Bu anlayış, 9-10 yaşlarında iken köyleri, kasabaları, şehirleri basılmış, anaları, babaları, dedeleri, kardeşleri öldürülüp esir olarak İstanbul’a getirilerek Müslüman yapılmış veya Müslüman oldu görünmüş insanların serüvenidir!
Bazı aklı evveller Amerika’nın Osmanlı gibi yabancılara kapıları açıp, makamlara getirerek Osmanlıyı taklit ettiklerini söylerler. Bunu söylemek bilgi fukaralığı değilse gaflettir.
ABD, Osmanlı gibi topladığı insanları ülkesine getirmiyor. Haklarında istihbarat birimlerince bilgi toplayıp uzun süre kontrol altında tutarak takip ettiriyor ve yetişmiş, kendini ispat etmiş insanlardan beyin göçü yaparak faydalanıyor.
İstanbul’un fethinden sonra, “merkez-kenar, ilişkisi “ bozulmaya başlar. Bizans entrikaları devreye girer. Kanuni döneminde, zirveye ulaşılsa da yönetimde Türk milletinin tasfiyesi söz konusudur.
Osmanlı, Oğuz’un “Türkmen Kayı” boyu olarak değil de, Türk ve Türklük dünyasından farklı bir yere konulmaya çalışılır. Türklük yönü yok sayılarak, Osmanlıcılık akımıyla Türk ve Türkmenlik tarafı rafa kaldırılmıştır.

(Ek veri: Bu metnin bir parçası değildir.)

//! The JOIN surface of the query builder

use super::conditions::IntoConditions;
use super::QueryBuilder;
use crate::join::{JoinDescriptor, JoinType};
use crate::operator::IntoOperator;
use crate::predicate::{Connector, PredicateTree, WhereEntry};
use crate::Value;

/// Builder for a join's ON conditions, handed to `join_on` closures.
///
/// `on`/`or_on` compare columns; the `where_`-style methods bind values
/// inside the ON clause. Bound values are merged into the parent builder's
/// join bucket when the descriptor is attached.
#[derive(Debug, Default)]
pub struct JoinOn {
    on: PredicateTree,
    bindings: Vec<Value>,
}

impl JoinOn {
    fn new() -> Self {
        Self::default()
    }

    /// Compare a column of the joined table with another column.
    pub fn on<O: IntoOperator>(&mut self, left: &str, operator: O, right: &str) -> &mut Self {
        self.push_on(left, operator, right, Connector::And)
    }

    /// Column comparison joined with OR.
    pub fn or_on<O: IntoOperator>(&mut self, left: &str, operator: O, right: &str) -> &mut Self {
        self.push_on(left, operator, right, Connector::Or)
    }

    /// Bind a value condition inside the ON clause.
    pub fn where_<C: IntoConditions>(&mut self, condition: C) -> &mut Self {
        self.push_conditions(condition, Connector::And)
    }

    /// Bind a value condition inside the ON clause, joined with OR.
    pub fn or_where<C: IntoConditions>(&mut self, condition: C) -> &mut Self {
        self.push_conditions(condition, Connector::Or)
    }

    fn push_on<O: IntoOperator>(
        &mut self,
        left: &str,
        operator: O,
        right: &str,
        connector: Connector,
    ) -> &mut Self {
        self.on.push(WhereEntry::ColumnCompare {
            left: left.to_string(),
            operator: operator.into_operator(),
            right: right.to_string(),
            connector,
        });
        self
    }

    fn push_conditions<C: IntoConditions>(&mut self, condition: C, connector: Connector) -> &mut Self {
        for (column, operator, value) in condition.into_conditions() {
            self.on.push(WhereEntry::Normal {
                column,
                operator,
                connector,
            });
            self.bindings.push(value);
        }
        self
    }
}

impl QueryBuilder {
    /// Add an INNER JOIN with a single column-comparison condition.
    ///
    /// # Examples
    /// ```
    /// use bartleby_core::from;
    ///
    /// let mut query = from("users");
    /// query.join("profiles", "users.id", "=", "profiles.user_id");
    /// ```
    pub fn join<O: IntoOperator>(&mut self, table: &str, left: &str, operator: O, right: &str) -> &mut Self {
        self.push_simple_join(JoinType::Inner, table, left, operator, right)
    }

    /// Add a LEFT JOIN with a single column-comparison condition.
    pub fn left_join<O: IntoOperator>(
        &mut self,
        table: &str,
        left: &str,
        operator: O,
        right: &str,
    ) -> &mut Self {
        self.push_simple_join(JoinType::Left, table, left, operator, right)
    }

    /// Add a RIGHT JOIN with a single column-comparison condition.
    pub fn right_join<O: IntoOperator>(
        &mut self,
        table: &str,
        left: &str,
        operator: O,
        right: &str,
    ) -> &mut Self {
        self.push_simple_join(JoinType::Right, table, left, operator, right)
    }

    /// Add a CROSS JOIN; carries no ON conditions.
    pub fn cross_join(&mut self, table: &str) -> &mut Self {
        self.state.joins.push(JoinDescriptor {
            join_type: JoinType::Cross,
            table: table.to_string(),
            on: PredicateTree::new(),
        });
        self
    }

    /// Add a join whose ON clause is built by a closure, for the
    /// multi-condition case.
    ///
    /// # Examples
    /// ```
    /// use bartleby_core::{from, JoinType};
    ///
    /// let mut query = from("users");
    /// query.join_on("orders", JoinType::Left, |on| {
    ///     on.on("users.id", "=", "orders.user_id")
    ///         .where_(("orders.status", "open"));
    /// });
    /// ```
    pub fn join_on<F>(&mut self, table: &str, join_type: JoinType, f: F) -> &mut Self
    where
        F: FnOnce(&mut JoinOn),
    {
        let mut on = JoinOn::new();
        f(&mut on);
        self.state.joins.push(JoinDescriptor {
            join_type,
            table: table.to_string(),
            on: on.on,
        });
        self.state.bindings.extend_join(on.bindings);
        self
    }

    fn push_simple_join<O: IntoOperator>(
        &mut self,
        join_type: JoinType,
        table: &str,
        left: &str,
        operator: O,
        right: &str,
    ) -> &mut Self {
        let mut on = PredicateTree::new();
        on.push(WhereEntry::ColumnCompare {
            left: left.to_string(),
            operator: operator.into_operator(),
            right: right.to_string(),
            connector: Connector::And,
        });
        self.state.joins.push(JoinDescriptor {
            join_type,
            table: table.to_string(),
            on,
        });
        self
    }
}

#[cfg(test)]
mod tests {
    use super::*;
    use crate::from;
    use crate::grammar;

    #[test]
    fn test_simple_join_registers_descriptor() {
        let mut query = from("users");
        query.join("profiles", "users.id", "=", "profiles.user_id");
        assert_eq!(query.state.joins.len(), 1);
        assert_eq!(query.state.joins[0].join_type, JoinType::Inner);
        assert_eq!(query.state.joins[0].table, "profiles");
    }

    #[test]
    fn test_joins_render_in_registration_order() {
        let mut query = from("users");
        query
            .left_join("profiles", "users.id", "=", "profiles.user_id")
            .join("orders", "users.id", "=", "orders.user_id");
        let sql = grammar::render_select(&query.state);
        assert_eq!(
            sql,
            "SELECT * FROM `users` \
             LEFT JOIN `profiles` ON `users`.`id` = `profiles`.`user_id` \
             INNER JOIN `orders` ON `users`.`id` = `orders`.`user_id`"
        );
    }

    #[test]
    fn test_join_on_closure_merges_bindings_into_join_bucket() {
        let mut query = from("users");
        query
            .where_(("active", true))
            .join_on("orders", JoinType::Inner, |on| {
                on.on("users.id", "=", "orders.user_id")
                    .where_(("orders.status", "open"));
            })
            .where_(("age", ">", 18));

        let sql = grammar::render_select(&query.state);
        assert_eq!(
            sql,
            "SELECT * FROM `users` \
             INNER JOIN `orders` ON `users`.`id` = `orders`.`user_id` AND `orders`.`status` = ? \
             WHERE `users`.`active` = ? AND `users`.`age` > ?"
        );
        // The join binding sits at the offset of its placeholder: before
        // both where bindings, even though one where was registered first.
        assert_eq!(
            query.state.bindings.flatten_select(),
            vec![Value::from("open"), Value::from(true), Value::I32(18)]
        );
    }

    #[test]
    fn test_cross_join_has_no_on_clause() {
        let mut query = from("sizes");
        query.cross_join("colors");
        let sql = grammar::render_select(&query.state);
        assert_eq!(sql, "SELECT * FROM `sizes` CROSS JOIN `colors`");
    }
}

Türk toplumu cahil bırakılmış, Ermeni’ye ”milleti sadıka”, Arap’a ”milleti necip” diye iltifatlar yağdırılırken Türk’e de “Akılsız Türk” diyerek hakaret edilmiştir!

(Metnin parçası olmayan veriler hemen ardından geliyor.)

impl QueryBuilder {
    /// Create a fresh builder with no target table and a wildcard projection.
    pub fn new() -> Self {
        let state = QueryState::default();
        Self {
            snapshot: state.clone(),
            state,
        }
    }

    /// Set the target table.
    pub fn table(&mut self, name: &str) -> &mut Self {
        self.state.table = name.to_string();
        self
    }

    /// Set the target table and select columns in one call.
    pub fn table_with<T>(&mut self, name: &str, columns: T) -> &mut Self
    where
        T: IntoColumns,
    {
        self.table(name);
        self.select(columns)
    }

    /// Select specific columns.
    ///
    /// Accepts a single name, a tuple, a vector, or a nested vector
    /// (flattened). Duplicate identifiers are dropped after quoting, and a
    /// previously-registered wildcard gives way to the first explicit column.
    ///
    /// # Examples
    /// ```
    /// use bartleby_core::from;
    ///
    /// let mut query = from("users");
    /// query.select(("id", "name", "email"));
    /// ```
    pub fn select<T>(&mut self, columns: T) -> &mut Self
    where
        T: IntoColumns,
    {
        let incoming = columns.into_columns();
        if incoming.is_empty() {
            return self;
        }
        self.state
            .columns
            .retain(|p| !matches!(p, Projection::Column(c) if c == "*"));
        for column in incoming {
            let rendered = grammar::wrap(&column);
            let duplicate = self.state.columns.iter().any(|p| match p {
                Projection::Column(c) => grammar::wrap(c) == rendered,
                Projection::SubSelect { .. } => false,
            });
            if !duplicate {
                self.state.columns.push(Projection::Column(column));
            }
        }
        self
    }

    /// Add a computed column: `(SELECT ...) AS alias`.
    ///
    /// The closure receives a fresh builder; its rendered SELECT becomes the
    /// column expression and its bindings join the select bucket here.
    pub fn select_sub<F>(&mut self, alias: &str, f: F) -> &mut Self
    where
        F: FnOnce(&mut QueryBuilder),
    {
        let mut sub = QueryBuilder::new();
        f(&mut sub);
        let sql = grammar::render_select(&sub.state);
        let bindings = sub.state.bindings.flatten_select();
        self.state
            .columns
            .retain(|p| !matches!(p, Projection::Column(c) if c == "*"));
        self.state.columns.push(Projection::SubSelect {
            sql,
            alias: alias.to_string(),
        });
        self.state.bindings.extend_select(bindings);
        self
    }

    /// Add a GROUP BY clause
    pub fn group_by<T>(&mut self, columns: T) -> &mut Self
    where
        T: IntoColumns,
    {
        self.state.group_by.extend(columns.into_columns());
        self
    }

    /// Add an ORDER BY clause
    pub fn order_by(&mut self, column: &str, direction: SortDirection) -> &mut Self {
        self.state.order_by.push((column.to_string(), direction));
        self
    }

    /// Add an ORDER BY ASC clause (convenience method)
    pub fn order_by_asc(&mut self, column: &str) -> &mut Self {
        self.order_by(column, SortDirection::Asc)
    }

    /// Add an ORDER BY DESC clause (convenience method)
    pub fn order_by_desc(&mut self, column: &str) -> &mut Self {
        self.order_by(column, SortDirection::Desc)
    }

    /// Set the LIMIT clause. An unset offset defaults to 0.
    pub fn limit(&mut self, limit: u64) -> &mut Self {
        self.state.limit = Some(limit);
        if self.state.offset.is_none() {
            self.state.offset = Some(0);
        }
        self
    }

    /// Set the OFFSET clause, floored at 0.
    pub fn offset(&mut self, offset: i64) -> &mut Self {
        self.state.offset = Some(offset.max(0) as u64);
        self
    }

    /// Conditionally apply a configuration callback.
    pub fn when<F>(&mut self, condition: bool, f: F) -> &mut Self
    where
        F: FnOnce(&mut Self),
    {
        if condition {
            f(self);
        }
        self
    }

    /// Restore every mutable field from the construction-time snapshot.
    ///
    /// Runs automatically after every terminal operation, success or failure.
    pub fn reset(&mut self) -> &mut Self {
        self.state = self.snapshot.clone();
        self
    }

    /// Execute as SELECT and return all rows, or `fallback` on failure.
    pub fn all<C: Connection>(&mut self, exec: &mut Executor<C>, fallback: Vec<Record>) -> Vec<Record> {
        let mut query = self.render_select();
        let outcome = exec.run(&mut query);
        self.reset();
        match outcome {
            Outcome::Rows(rows) => rows,
            _ => fallback,
        }
    }

    /// Execute as SELECT with LIMIT 1 and return the first row, or
    /// `fallback` on failure or an empty result.
    pub fn one<C: Connection>(&mut self, exec: &mut Executor<C>, fallback: Record) -> Record {
        self.limit(1);
        let mut query = self.render_select();
        let outcome = exec.run(&mut query);
        self.reset();
        match outcome {
            Outcome::Rows(rows) => rows.into_iter().next().unwrap_or(fallback),
            _ => fallback,
        }
    }

    /// Execute as SELECT and return the value at column `index` of the first
    /// row, or `fallback`.
    pub fn column<C: Connection>(
        &mut self,
        exec: &mut Executor<C>,
        fallback: serde_json::Value,
        index: usize,
    ) -> serde_json::Value {
        self.limit(1);
        let mut query = self.render_select();
        let outcome = exec.run(&mut query);
        self.reset();
        match outcome {
            Outcome::Rows(rows) => rows
                .first()
                .and_then(|row| row.values().nth(index).cloned())
                .unwrap_or(fallback),
            _ => fallback,
        }
    }

    /// Insert one or more rows and return the generated identifier.
    ///
    /// Returns `None` without touching the connection when the target table
    /// or the payload is empty, and `None` on execution failure.
    pub fn insert<C: Connection, R: IntoRows>(
        &mut self,
        exec: &mut Executor<C>,
        rows: R,
    ) -> Option<String> {
        let rows = rows.into_rows();
        if self.state.table.is_empty() || rows.is_empty() || rows[0].is_empty() {
            self.reset();
            return None;
        }
        let (columns, value_rows) = payload::normalize_rows(rows);
        for row in &value_rows {
            for value in row {
                self.state.bindings.push_data(value.clone());
            }
        }
        let sql = grammar::render_insert(&self.state.table, &columns, value_rows.len());
        let bindings = self.state.bindings.flatten_insert();
        let mut query = PreparedQuery::with_kind(sql, bindings, StatementKind::Insert);
        let outcome = exec.run(&mut query);
        self.reset();
        match outcome {
            Outcome::InsertId(id) => Some(id),
            _ => None,
        }
    }

    /// Apply assignments to every row matching the accumulated predicates.
    ///
    /// Returns `false` without touching the connection when the target table
    /// or the payload is empty, and `false` on execution failure.
    pub fn update<C: Connection, A: IntoAssignments>(
        &mut self,
        exec: &mut Executor<C>,
        data: A,
    ) -> bool {
        let assigns = data.into_assignments();
        if self.state.table.is_empty() || assigns.is_empty() {
            self.reset();
            return false;
        }
        for (_, assign) in &assigns {
            if let Assign::Value(value) = assign {
                self.state.bindings.push_data(value.clone());
            }
        }
        let sql = grammar::render_update(&self.state, &assigns);
        let bindings = self.state.bindings.flatten_update();
        let mut query = PreparedQuery::with_kind(sql, bindings, StatementKind::Update);
        let outcome = exec.run(&mut query);
        self.reset();
        matches!(outcome, Outcome::Affected(_))
    }

    /// Delete every row matching the accumulated predicates.
    ///
    /// Returns `false` without touching the connection when no target table
    /// is set, and `false` on execution failure.
    pub fn delete<C: Connection>(&mut self, exec: &mut Executor<C>) -> bool {
        if self.state.table.is_empty() {
            self.reset();
            return false;
        }
        let sql = grammar::render_delete(&self.state);
        let bindings = self.state.bindings.flatten_delete();
        let mut query = PreparedQuery::with_kind(sql, bindings, StatementKind::Delete);
        let outcome = exec.run(&mut query);
        self.reset();
        matches!(outcome, Outcome::Affected(_))
    }

    /// Execute caller-supplied SQL directly, bypassing the accumulated state.
    ///
    /// The leading verb decides the result shape; an unrecognized verb is a
    /// hard error, since it cannot be dispatched.
    pub fn raw<C: Connection>(
        &mut self,
        exec: &mut Executor<C>,
        sql: &str,
        bindings: Vec<Value>,
    ) -> Result<RawOutcome> {
        let mut query = match PreparedQuery::new(sql, bindings) {
            Ok(query) => query,
            Err(err) => {
                self.reset();
                return Err(err);
            }
        };
        let kind = query.kind();
        let outcome = exec.run(&mut query);
        self.reset();
        Ok(match outcome {
            Outcome::Rows(rows) => RawOutcome::Rows(rows),
            Outcome::InsertId(id) => RawOutcome::InsertId(id),
            Outcome::Affected(_) => RawOutcome::Done(true),
            Outcome::Failed { .. } => match kind {
                StatementKind::Select => RawOutcome::Rows(Vec::new()),
                _ => RawOutcome::Done(false),
            },
        })
    }

    pub(crate) fn render_select(&self) -> PreparedQuery {
        let sql = grammar::render_select(&self.state);
        let bindings = self.state.bindings.flatten_select();
        PreparedQuery::with_kind(sql, bindings, StatementKind::Select)
    }
}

Osmanlı Türk İmparatorluğunun “Ulusal Türklük Bilinci” korunduğu müddetçe tarihten silme imkânları yoktur. Onun için milleti öz kimliği ”TÜRK ve TÜRKLÜK” kelimelerinden, öz dillerinden ve kültürlerinden soyarak tarihin mezarlığına gömme planlanmıştır.
Türklüğün bitirildiğine inanılan bir dönemde “GÖKTÜRK TÜRK DEVLETİ’NDEN” sonra “TÜRKİYE CUMHURİYETİ” Türk Devletinin kurulup, ”Türk Dil Kurumu”, “Türk Tarih Kurumu” gibi kurumlarla Türklüğün diriliş sinyallerinin verilişi gen haritaları üstünde sarsıntılar yapmıştır.
Osmanlı döneminde Türk ve Türklüğün canına okuyanların Mustafa Kemal'le Türklüğün yeniden ele alınıp oksijen çadırından çıkarılışı Türk ve Türklüğün düşmanlarını üzüp şok etmiştir.
Mustafa Kemal, Batılı emperyalistlerin Türklere yönelik olarak ”ikinci sınıf, sarı ırka mensup, barbar, uygarlıksız” ırkçı iddialarına karşı Tarih, Dil ve Antropoloji tezlerini dünyaca ünlü tarihçi, dilci, Arkeolog ve Antropologlara inceleterek batılıların anladığı dilden kendilerine cevap vermiştir.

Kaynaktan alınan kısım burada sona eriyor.